Jesus alone is true life. He is reality, as St. Paul says. If anything or anyone is not compatible with Jesus, at peace with Jesus, then it is not real, says St. Paul. The lockdown is a call to root and to rivet that truth once more in the depths of our hearts and minds, of our relationships and families, of our choices and priorities. All that we have lost during these days, for however short a time, tells us with blazing clarity that if life is to be enjoyed at all as the Lord’s gift, it cannot be enjoyed honestly if it is at his expense. The story of Esau comes to mind when, blinded by his appetite, he forfeits his inheritance for a plate of soup. We need to be alert that we do not forfeit Christ for something merely ephemeral. However we might dress it up as important as the thing to have or be or experience or pursue or believe, it is nothing more than a plate of soup if it displaces Christ.
Today’s Gospel tells us something else, something very beautiful, very moving and, for that reason, very challenging: our Good Shepherd calls and knows each one of us by name.

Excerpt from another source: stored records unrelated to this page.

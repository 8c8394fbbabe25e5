use thiserror::Error;

/// Errors that can occur in the sequential thinking service
#[derive(Error, Debug)]
pub enum ThinkingError {
    #[error("Not found: {0}")]
    NotFound(String),

    #[error("Invalid state: {0}")]
    InvalidState(String),

    #[error("Revision parent not found: thought {parent} in process {process_id}")]
    ParentNotFound { process_id: String, parent: String },

    #[error("Process capacity exceeded: {max} live processes and none eligible for eviction")]
    CapacityExceeded { max: usize },

    #[error("Validation error: {field} - {reason}")]
    Validation { field: String, reason: String },

    #[error("Configuration error: {0}")]
    Config(#[from] config::ConfigError),
}

/// Convert ValidationError to ThinkingError
impl From<crate::validation::ValidationError> for ThinkingError {
    fn from(err: crate::validation::ValidationError) -> Self {
        use crate::validation::ValidationError;

        ThinkingError::Validation {
            field: match &err {
                ValidationError::EmptyProblem | ValidationError::ProblemTooLong { .. } => "problem",
                ValidationError::EmptyThought | ValidationError::ThoughtTooLong { .. } => "thought",
                ValidationError::InvalidThoughtNumber { .. } => "thought_number",
                ValidationError::InvalidTotalThoughts { .. } => "total_thoughts",
                ValidationError::InvalidConfidence { .. } => "confidence",
                ValidationError::InvalidProcessId => "process_id",
            }
            .to_string(),
            reason: err.to_string(),
        }
    }
}

/// Convert ThinkingError to MCP-compatible ErrorData
impl From<ThinkingError> for rmcp::model::ErrorData {
    fn from(err: ThinkingError) -> Self {
        match err {
            ThinkingError::Validation { .. }
            | ThinkingError::InvalidState(_)
            | ThinkingError::ParentNotFound { .. } => {
                rmcp::model::ErrorData::invalid_params(err.to_string(), None)
            }
            ThinkingError::NotFound(_) => {
                rmcp::model::ErrorData::invalid_request(err.to_string(), None)
            }
            _ => rmcp::model::ErrorData::internal_error(err.to_string(), None),
        }
    }
}

/// Result type alias for convenience
pub type Result<T> = std::result::Result<T, ThinkingError>;
//! Text and scoring functions behind step construction and completion.
//!
//! Everything here is pure: the store calls these while holding a process
//! lock and never passes anything it has not already snapshotted.

use chrono::{DateTime, Utc};
use once_cell::sync::Lazy;
use regex::Regex;

use super::types::{ThoughtNumber, ThoughtStep};

/// Steps above this confidence feed the synthesized solution
pub const HIGH_CONFIDENCE_THRESHOLD: f64 = 0.7;

/// Confidence given to a step submitted without one
pub const DEFAULT_STEP_CONFIDENCE: f64 = 0.5;

const SOLUTION_STEP_LIMIT: usize = 3;
const SOLUTION_CONNECTOR: &str = " Furthermore, ";
const RECENCY_WEIGHT_BASE: f64 = 1.1;
const CONTEXT_WINDOW: usize = 2;
const EXCERPT_CHARS: usize = 60;

pub const NO_SOLUTION_MESSAGE: &str =
    "No solution could be generated: the thinking process recorded no thoughts.";

static COMPLEXITY_WORDS: Lazy<Regex> =
    Lazy::new(|| Regex::new(r"(?i)complicated|complex").expect("complexity pattern is valid"));

/// First `EXCERPT_CHARS` characters of `text`, with an ellipsis when cut
pub fn excerpt(text: &str) -> String {
    let trimmed = text.trim();
    if trimmed.chars().count() <= EXCERPT_CHARS {
        trimmed.to_string()
    } else {
        let cut: String = trimmed.chars().take(EXCERPT_CHARS).collect();
        format!("{}...", cut.trim_end())
    }
}

/// Contextual sentence for a new step, drawn from the last two steps before it
pub fn step_reasoning(previous: &[ThoughtStep], number: ThoughtNumber, total: u32) -> String {
    let context = &previous[previous.len().saturating_sub(CONTEXT_WINDOW)..];

    if context.is_empty() {
        return format!(
            "Thought {} of {} opens the analysis of the problem.",
            number, total
        );
    }

    let quoted: Vec<String> = context
        .iter()
        .map(|step| format!("\"{}\"", excerpt(&step.thought)))
        .collect();
    let lead = if context.len() == 1 {
        "the previous step"
    } else {
        "the previous two steps"
    };

    format!(
        "Thought {} of {} builds on {}: {}.",
        number,
        total,
        lead,
        quoted.join(" and ")
    )
}

/// The three alternative phrasings recorded on a branch step
pub fn branch_alternatives(thought: &str) -> Vec<String> {
    let thought = thought.trim();
    vec![
        format!("Instead of that, consider the opposite: {}", thought),
        format!("From another angle: {}", thought),
        format!("Simplified: {}", COMPLEXITY_WORDS.replace_all(thought, "simple")),
    ]
}

/// Closing text for a completed process.
///
/// Joins the last three steps above `HIGH_CONFIDENCE_THRESHOLD`; without any,
/// falls back to the final step.
pub fn synthesize_solution(thoughts: &[ThoughtStep]) -> String {
    let confident: Vec<&str> = thoughts
        .iter()
        .filter(|step| step.confidence > HIGH_CONFIDENCE_THRESHOLD)
        .map(|step| step.thought.as_str())
        .collect();

    if !confident.is_empty() {
        let start = confident.len().saturating_sub(SOLUTION_STEP_LIMIT);
        return confident[start..].join(SOLUTION_CONNECTOR);
    }

    match thoughts.last() {
        Some(last) => format!(
            "After {} steps of analysis, the conclusion is: {}",
            thoughts.len(),
            last.thought
        ),
        None => NO_SOLUTION_MESSAGE.to_string(),
    }
}

/// Recency-weighted mean of step confidences.
///
/// The i-th step with a positive confidence weighs `1.1^i`. Zero steps give
/// 0; steps without any positive confidence give the default 0.5.
///
/// Weights are taken relative to the newest counted step (`1.1^(i - last)`),
/// which keeps the same ratios while staying finite for any step count.
pub fn weighted_confidence(thoughts: &[ThoughtStep]) -> f64 {
    if thoughts.is_empty() {
        return 0.0;
    }

    let counted: Vec<f64> = thoughts
        .iter()
        .map(|step| step.confidence)
        .filter(|confidence| confidence.is_finite() && *confidence > 0.0)
        .collect();
    let last = counted.len().saturating_sub(1);

    let (weighted_sum, weight_total) = counted.iter().enumerate().fold(
        (0.0, 0.0),
        |(sum, weights), (i, confidence)| {
            let age = i32::try_from(last - i).unwrap_or(i32::MAX);
            let weight = RECENCY_WEIGHT_BASE.powi(-age);
            (sum + confidence * weight, weights + weight)
        },
    );

    if weight_total == 0.0 {
        return DEFAULT_STEP_CONFIDENCE;
    }

    (weighted_sum / weight_total).clamp(0.0, 1.0)
}

/// What the eviction sweep needs to know about a process
#[derive(Debug, Clone)]
pub struct EvictionCandidate {
    pub id: String,
    pub start_time: DateTime<Utc>,
    pub completed: bool,
}

/// Ids of candidates that are completed or started more than `retention` before `now`
pub fn select_evictions(
    candidates: &[EvictionCandidate],
    now: DateTime<Utc>,
    retention: chrono::Duration,
) -> Vec<String> {
    candidates
        .iter()
        .filter(|c| c.completed || now.signed_duration_since(c.start_time) > retention)
        .map(|c| c.id.clone())
        .collect()
}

Palestinian shepherds at the time of Jesus had the practice of calling their favourite sheep by name, e.g. “long-ears” or “white-nose.” Each of us is, or is called to be, a favourite of Jesus. It all depends on whether we each recognise or want to recognise His voice. You don’t just recognise someone, of course, by hearing their physical voice. You recognise them also in the message that someone else brings to you from them. In the first reading today, those Jews who were cut to the heart to the point of repentance and belief in Christ did not hear his physical voice. They heard Peter’s voice, but in that voice they recognised Jesus himself. The voice of the high priest and their leaders had become the voice of strangers. They would listen to them no longer.
The hope, the life and the personal knowledge and love which Jesus alone offers us are not anonymous. They are not things stacked up on the supermarket shelf. They are ear-marked, indeed hallmarked with our specific individuality. Jesus does not call robots or morons. We are not mass-produced. He calls, because he loves and knows each of us by name and he shares his abundant life with each of us in a uniquely personal way.
With the help of Mary’s prayers and her own experience of being called so uniquely by God, let us reap our opportunity in these times of trial and truth to listen for the voice of the Lord and to experience the unutterable joy and gladness which it gives to our deepest soul. And let us follow Him gladly, whatever this life brings, to dwell in the house of the Lord for ever and ever.